Bruxelles va présenter un paquet de mesures destinées à renforcer la stabilité financière dans l’UE, à assurer que les mêmes règles techniques de base sont appliquées et respectées de manière cohérente, et pour identifier les risques systémiques à un stade avancé via l’établissement d’un nouveau Conseil européen du risque systémique (ESRB), selon un projet qu’EurActiv a pu se procurer.
La proposition essayera aussi de fournir à l’UE un cadre juridique permettant aux institutions européennes de collaborer efficacement dans les situations d’urgence et dans la résolution des désaccords entre autorités de surveillance.
La proposition de la Commission assigne cette tâche à un nouveau Système européen des contrôleurs financiers (ESFS) composé de trois nouvelles autorités de surveillance dans les secteurs bancaire, des titres boursiers et de l’assurance ainsi que des pensions professionnelles.
Cependant, la question polémique, celle qui consiste à savoir qui payera la note en cas de chute d’une institution transfrontalière - le « partage des charges » - n’a pas été résolue. Le partage des charges est le plus important point de discorde dans cette discussion, a commenté un responsable européen proche du dossier, expliquant que le sujet ne figurerait pas dans le premier paquet, qui est d’abord censé résoudre des questions techniques plutôt que politiques.
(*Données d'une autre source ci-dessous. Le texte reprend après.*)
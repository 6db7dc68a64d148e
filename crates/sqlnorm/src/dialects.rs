//! DBMS dialect selection
//!
//! The lexer branches on a single dialect tag at the few points where
//! lexical rules differ (dollar sign, colon, backtick, at sign, hash,
//! bracket). There is no per-dialect subtype: the tag is enough.

use crate::error::Error;
use serde::{Deserialize, Serialize};
use std::fmt;
use std::str::FromStr;

/// The DBMS dialect a lexer is configured for.
#[derive(Debug, Clone, Copy, PartialEq, Eq, Hash, Default, Serialize, Deserialize)]
#[serde(rename_all = "lowercase")]
pub enum Dialect {
    /// ANSI-ish behavior, no vendor extensions
    #[default]
    Generic,
    /// PostgreSQL
    #[serde(alias = "postgres")]
    PostgreSql,
    /// MySQL / MariaDB: backtick identifiers, `#` comments
    MySql,
    /// SQL Server: bracket identifiers, `#temp` and `$name` identifiers
    #[serde(alias = "mssql", alias = "sql-server")]
    SqlServer,
    /// Oracle: `:name` bind parameters
    Oracle,
    /// Snowflake: `@stage` references lex as identifiers
    Snowflake,
}

impl Dialect {
    /// Canonical lowercase name of the dialect.
    pub fn name(&self) -> &'static str {
        match self {
            Dialect::Generic => "generic",
            Dialect::PostgreSql => "postgresql",
            Dialect::MySql => "mysql",
            Dialect::SqlServer => "sqlserver",
            Dialect::Oracle => "oracle",
            Dialect::Snowflake => "snowflake",
        }
    }
}

impl fmt::Display for Dialect {
    fn fmt(&self, f: &mut fmt::Formatter<'_>) -> fmt::Result {
        f.write_str(self.name())
    }
}

impl FromStr for Dialect {
    type Err = Error;

    /// Resolve a dialect name, accepting the fixed alias table
    /// (`postgres`, `mssql`, `sql-server`) case-insensitively.
    fn from_str(s: &str) -> Result<Self, Self::Err> {
        match s.to_ascii_lowercase().as_str() {
            "generic" => Ok(Dialect::Generic),
            "postgresql" | "postgres" => Ok(Dialect::PostgreSql),
            "mysql" => Ok(Dialect::MySql),
            "sqlserver" | "mssql" | "sql-server" => Ok(Dialect::SqlServer),
            "oracle" => Ok(Dialect::Oracle),
            "snowflake" => Ok(Dialect::Snowflake),
            _ => Err(Error::UnknownDialect(s.to_string())),
        }
    }
}

#[cfg(test)]
mod tests {
    use super::*;

    #[test]
    fn test_alias_resolution() {
        assert_eq!("postgres".parse::<Dialect>().unwrap(), Dialect::PostgreSql);
        assert_eq!("POSTGRESQL".parse::<Dialect>().unwrap(), Dialect::PostgreSql);
        assert_eq!("mssql".parse::<Dialect>().unwrap(), Dialect::SqlServer);
        assert_eq!("sql-server".parse::<Dialect>().unwrap(), Dialect::SqlServer);
        assert_eq!("mysql".parse::<Dialect>().unwrap(), Dialect::MySql);
    }

    #[test]
    fn test_unknown_dialect() {
        let err = "sybase".parse::<Dialect>().unwrap_err();
        assert_eq!(err, Error::UnknownDialect("sybase".to_string()));
    }

    #[test]
    fn test_display_roundtrip() {
        for dialect in [
            Dialect::Generic,
            Dialect::PostgreSql,
            Dialect::MySql,
            Dialect::SqlServer,
            Dialect::Oracle,
            Dialect::Snowflake,
        ] {
            assert_eq!(dialect.name().parse::<Dialect>().unwrap(), dialect);
        }
    }
}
Le partage des charges est une question politique épineuse, qui a déjà fait son apparition dans le contexte du sauvetage des banques transfrontalières comme Fortis et ING pendant la crise financière actuelle.
En effet, personne ne sait avec certitude qui payera les prochains pots cassés. La Commission pourrait essayer d’aborder la question avec une nouvelle proposition à publier en octobre, mais le sujet est encore au cœur des négociations.
En juin, le Conseil européen a confié à l’exécutif de l’UE un mandat pour aborder la question, et proposer des mesures concrètes sur la manière dont le Système européen des contrôleurs financiers pourrait coordonner les contrôleurs dans des situations de crise, peut-on lire dans les conclusions du sommet.
Néanmoins, le Conseil a aussi souligné que les propositions devraient respecter pleinement les responsabilités des autorités nationales dans la préservation de la stabilité financière et dans la gestion de crise en relation avec les conséquences fiscales potentielles, et devraient pleinement respecter les responsabilités des banques centrales, en particulier en ce qui concerne la disposition d’assistance d’urgence en liquidités.